TO DO
What follows is a set of records; repeat all of them exactly.

EXERCISE INPUT
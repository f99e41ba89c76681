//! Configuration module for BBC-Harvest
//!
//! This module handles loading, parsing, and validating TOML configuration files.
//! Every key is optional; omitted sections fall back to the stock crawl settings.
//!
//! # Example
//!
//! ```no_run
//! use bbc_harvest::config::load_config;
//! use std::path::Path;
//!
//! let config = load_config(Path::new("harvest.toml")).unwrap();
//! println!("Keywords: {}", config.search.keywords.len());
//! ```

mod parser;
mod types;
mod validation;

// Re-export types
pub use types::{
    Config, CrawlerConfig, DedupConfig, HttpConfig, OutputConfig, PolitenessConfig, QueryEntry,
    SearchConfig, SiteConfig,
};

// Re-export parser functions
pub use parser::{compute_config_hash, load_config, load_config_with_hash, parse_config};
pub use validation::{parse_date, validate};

YOUR RESPONSE
repository f99e41ba89c76681
//! Configuration module for BBC-Harvest
//!
//! This module handles loading, parsing, and validating TOML configuration files.
//! Every key is optional; omitted sections fall back to the stock crawl settings.
//!
//! # Example
//!
//! ```no_run
//! use bbc_harvest::config::load_config;
//! use std::path::Path;
//!
//! let config = load_config(Path::new("harvest.toml")).unwrap();
//! println!("Keywords: {}", config.search.keywords.len());
//! ```

mod parser;
mod types;
mod validation;

// Re-export types
pub use types::{
    Config, CrawlerConfig, DedupConfig, HttpConfig, OutputConfig, PolitenessConfig, QueryEntry,
    SearchConfig, SiteConfig,
};

// Re-export parser functions
pub use parser::{compute_config_hash, load_config, load_config_with_hash, parse_config};
pub use validation::{parse_date, validate};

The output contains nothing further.